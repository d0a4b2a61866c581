//! Engine configuration.

use crate::audit::AuditConfig;
use crate::error::{SyncError, SyncResult};
use crate::http::RemoteConfig;
use serde::{Deserialize, Serialize};
use std::time::Duration;

/// Records per push batch.
pub const DEFAULT_BATCH_SIZE: usize = 50;

/// Configuration for the sync engine.
#[derive(Debug, Clone, PartialEq, Serialize, Deserialize)]
#[serde(default)]
pub struct SyncConfig {
    /// Interval between full passes (seconds).
    pub full_sync_interval_secs: u64,
    /// Interval between critical-table passes (seconds).
    pub critical_sync_interval_secs: u64,
    /// Records per push batch.
    pub batch_size: usize,
    /// Quiet period after an offline→online transition before the catch-up
    /// pass starts (milliseconds).
    pub online_debounce_ms: u64,
    /// Run a full pass as soon as the scheduler starts (if online).
    pub sync_on_start: bool,
    /// Audit interceptor settings.
    pub audit: AuditConfig,
    /// HTTP remote settings; `None` when the host supplies its own transport.
    pub remote: Option<RemoteConfig>,
}

impl Default for SyncConfig {
    fn default() -> Self {
        Self {
            full_sync_interval_secs: 300,
            critical_sync_interval_secs: 60,
            batch_size: DEFAULT_BATCH_SIZE,
            online_debounce_ms: 2_000,
            sync_on_start: true,
            audit: AuditConfig::default(),
            remote: None,
        }
    }
}

impl SyncConfig {
    /// Parses a JSON document; missing keys take their defaults.
    pub fn from_json_str(json: &str) -> SyncResult<Self> {
        let config: Self = serde_json::from_str(json)?;
        config.validate()?;
        Ok(config)
    }

    /// Rejects values the scheduler cannot work with.
    pub fn validate(&self) -> SyncResult<()> {
        if self.batch_size == 0 {
            return Err(SyncError::Config("batch_size must be at least 1".into()));
        }
        if self.full_sync_interval_secs == 0 || self.critical_sync_interval_secs == 0 {
            return Err(SyncError::Config("sync intervals must be non-zero".into()));
        }
        if self.critical_sync_interval_secs > self.full_sync_interval_secs {
            return Err(SyncError::Config(
                "critical_sync_interval_secs must not exceed full_sync_interval_secs".into(),
            ));
        }
        if self.audit.queue_capacity == 0 {
            return Err(SyncError::Config("audit.queue_capacity must be at least 1".into()));
        }
        Ok(())
    }

    pub fn full_sync_interval(&self) -> Duration {
        Duration::from_secs(self.full_sync_interval_secs)
    }

    pub fn critical_sync_interval(&self) -> Duration {
        Duration::from_secs(self.critical_sync_interval_secs)
    }

    pub fn online_debounce(&self) -> Duration {
        Duration::from_millis(self.online_debounce_ms)
    }
}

···

TASK TO COMPLETE:
Retype the entire listing without altering anything.

WRITTEN SOLUTION:
repository d0a4b2a61866c581
//! Engine configuration.

use crate::audit::AuditConfig;
use crate::error::{SyncError, SyncResult};
use crate::http::RemoteConfig;
use serde::{Deserialize, Serialize};
use std::time::Duration;

/// Records per push batch.
pub const DEFAULT_BATCH_SIZE: usize = 50;

/// Configuration for the sync engine.
#[derive(Debug, Clone, PartialEq, Serialize, Deserialize)]
#[serde(default)]
pub struct SyncConfig {
    /// Interval between full passes (seconds).
    pub full_sync_interval_secs: u64,
    /// Interval between critical-table passes (seconds).
    pub critical_sync_interval_secs: u64,
    /// Records per push batch.
    pub batch_size: usize,
    /// Quiet period after an offline→online transition before the catch-up
    /// pass starts (milliseconds).
    pub online_debounce_ms: u64,
    /// Run a full pass as soon as the scheduler starts (if online).
    pub sync_on_start: bool,
    /// Audit interceptor settings.
    pub audit: AuditConfig,
    /// HTTP remote settings; `None` when the host supplies its own transport.
    pub remote: Option<RemoteConfig>,
}

impl Default for SyncConfig {
    fn default() -> Self {
        Self {
            full_sync_interval_secs: 300,
            critical_sync_interval_secs: 60,
            batch_size: DEFAULT_BATCH_SIZE,
            online_debounce_ms: 2_000,
            sync_on_start: true,
            audit: AuditConfig::default(),
            remote: None,
        }
    }
}

impl SyncConfig {
    /// Parses a JSON document; missing keys take their defaults.
    pub fn from_json_str(json: &str) -> SyncResult<Self> {
        let config: Self = serde_json::from_str(json)?;
        config.validate()?;
        Ok(config)
    }

    /// Rejects values the scheduler cannot work with.
    pub fn validate(&self) -> SyncResult<()> {
        if self.batch_size == 0 {
            return Err(SyncError::Config("batch_size must be at least 1".into()));
        }
        if self.full_sync_interval_secs == 0 || self.critical_sync_interval_secs == 0 {
            return Err(SyncError::Config("sync intervals must be non-zero".into()));
        }
        if self.critical_sync_interval_secs > self.full_sync_interval_secs {
            return Err(SyncError::Config(
                "critical_sync_interval_secs must not exceed full_sync_interval_secs".into(),
            ));
        }
        if self.audit.queue_capacity == 0 {
            return Err(SyncError::Config("audit.queue_capacity must be at least 1".into()));
        }
        Ok(())
    }

    pub fn full_sync_interval(&self) -> Duration {
        Duration::from_secs(self.full_sync_interval_secs)
    }

    pub fn critical_sync_interval(&self) -> Duration {
        Duration::from_secs(self.critical_sync_interval_secs)
    }

    pub fn online_debounce(&self) -> Duration {
        Duration::from_millis(self.online_debounce_ms)
    }
}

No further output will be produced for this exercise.